In talking to people about meditation I find lots of people have tried it. This is really heartening to see. You can see they too are seeking some peace and along the way have tried meditation as a means of finding this peace.  One of the main recurring themes I hear is that people say "Oh I tried meditation but it didn't work" or "I couldn't do it".  My immediate response is usually "This is like water saying, I just don't know how to be wet".  It's impossible for meditation not to work!!  It has to work because it is by it's very fabric the nature of all things, including ourselves, our minds and consciousness.  I'll explain this below as we go.

Momentum
It is important to take a step back and ask ourselves first "What has lead me to have this mind and all this inner chatter?" and to really evaluate what is going on.  It is through wanting, conceptualising, grasping, categorising, judging, pushing away, and thinking about everything we experience in life that our minds become busy.  In our day to day we have a thought arise about every thing little, every teeny tiny thing and what we think about it, how we feel about it, what it means to us and how we can get more of it or get away from it. Through this there is a perpetuating cycle of mind busyness which over times results in a momentum all of it's own. It's like a freight train that's been gathering more carriages along its journey.  The heavier it gets the harder it is to stop.  After a while it has so much momentum that even when the train driver sticks on the brakes the train will just keeping on skidding and take a long time to come to a stop!!!  Our minds are just like this.  We stick on the brakes expecting it to stop and, "Holy crap! It's still going!"

What is Meditation About?


So we have to be very clear, meditation is not about stopping thoughts.
 We cannot approach meditation with another "want", but often this is exactly what we do.  "I want to do meditation to find some peace" or "I want to do meditation to be happy" or "I want to do meditation to stop this inner chatter in my mind".  Again however this is the same cycle we just stated above.  In doing so we've just approached meditation in the same way we've approached everything else in our lives, and in trying it like this we continue to perpetuate the cycle of inner chatter.  So of course we walk away thinking "Well that stinks, it doesn't work".  Meditation is not about getting what you want, meditation is about letting go.  As you do this thoughts stop by themselves!

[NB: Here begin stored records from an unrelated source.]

//! Key to partition mapping

use crate::view::PartitionId;
use std::fmt;

/// Maps a routing key onto one of `partition_count` partitions
pub trait Partitioner: Send + Sync + fmt::Debug {
    /// `partition_count` is always > 0
    fn partition(&self, key: &[u8], partition_count: u32) -> PartitionId;
}

/// murmur2 partitioner (seed `0x9747b28c`, sign bit masked before modulo)
#[derive(Debug, Default, Clone, Copy)]
pub struct Murmur2Partitioner;

impl Partitioner for Murmur2Partitioner {
    fn partition(&self, key: &[u8], partition_count: u32) -> PartitionId {
        (murmur2(key) & 0x7fff_ffff) % partition_count
    }
}

/// 32-bit murmur2 hash
pub fn murmur2(data: &[u8]) -> u32 {
    const SEED: u32 = 0x9747_b28c;
    const M: u32 = 0x5bd1_e995;
    const R: u32 = 24;

    let mut h: u32 = SEED ^ (data.len() as u32);

    let mut chunks = data.chunks_exact(4);
    for chunk in &mut chunks {
        let mut k = u32::from_le_bytes([chunk[0], chunk[1], chunk[2], chunk[3]]);
        k = k.wrapping_mul(M);
        k ^= k >> R;
        k = k.wrapping_mul(M);
        h = h.wrapping_mul(M);
        h ^= k;
    }

    let tail = chunks.remainder();
    if tail.len() >= 3 {
        h ^= (tail[2] as u32) << 16;
    }
    if tail.len() >= 2 {
        h ^= (tail[1] as u32) << 8;
    }
    if !tail.is_empty() {
        h ^= tail[0] as u32;
        h = h.wrapping_mul(M);
    }

    h ^= h >> 13;
    h = h.wrapping_mul(M);
    h ^= h >> 15;
    h
}

#[cfg(test)]
mod tests {
    use super::*;

    #[test]
    fn test_murmur2_known_vectors() {
        assert_eq!(murmur2(b""), 275646681);
        assert_eq!(murmur2(b"hello"), 1682149141);
        assert_eq!(murmur2(b"kafka"), 1762226537);
    }

    #[test]
    fn test_partition_is_stable_and_in_range() {
        let p = Murmur2Partitioner;
        for i in 0..500u32 {
            let key = format!("user-{i}");
            let a = p.partition(key.as_bytes(), 12);
            assert_eq!(a, p.partition(key.as_bytes(), 12));
            assert!(a < 12);
        }
    }

    #[test]
    fn test_partition_spreads_keys() {
        let p = Murmur2Partitioner;
        let mut counts = [0u32; 8];
        for i in 0..1000u32 {
            counts[p.partition(&i.to_be_bytes(), 8) as usize] += 1;
        }
        assert!(counts.iter().all(|c| *c > 0));
    }
}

Ajahn Chah's has a little book of quotes called No Ajahn Chah: Reflections in which he says:
Remember you don’t meditate to "get" anything, but to get "rid" of things. We do it not with desire but with letting go. If you "want" anything, you won’t find it.
By this he doesn't mean to get rid of something we don't want or we remove something that we want to get away from. He's not saying to get rid of the inner chatter or noise.

I'll explain exactly how that works in Part 2 and then in Part 3 what we can do to quieten the inner chatter, the common trap and how to apply this.  Check back tomorrow for Part 2.

Quietening the Inner Chatter - Part 2

Continuing on from yesterday's article Quietening the Inner Chatter - Part 1, we were saying that meditation is not about getting what we want but out letting go of what it is that is supporting the existence of the inner chatter. This is a very important point.

The Builder and the House

There is good metaphor which will help explain this. Our minds are like little construction workers, always building building building. We build ideas and thoughts about everything, over time we construct this big house called "me". At some point we start to not like the house we are in so we think "Okay, I'm not enjoying this any more, I want out of this house!!". So we immediately get to work on building another house in hope that moving into it will somehow make us happier.  "I can't stand this house any more, I want a new house"  or we think "If I can just change this thing room here, add this modification on there, then I'll be happy". We mistakenly think happiness will be bought about by changing something external to us. So we get busy, thinking, building, analysing the past, thinking about our future, complaining about what we don't like about our current house, thinking about how we want life to be, trying to think our way out of our current situation and how we can get the house to be just like we want it to be.  Then we focus desperately on how we can get into the new house.  So eventually we think we've found the answer, we abandon the current house, move in and for a few days or weeks we think it's perfect.  Then looking around we realise we moved all our crap into this house too and it's full of the same junk we had in the last house!!  It just moved with us!  Then after a while we begin looking at the new house and start thinking "You know, this house really could do with ...." and it all starts again.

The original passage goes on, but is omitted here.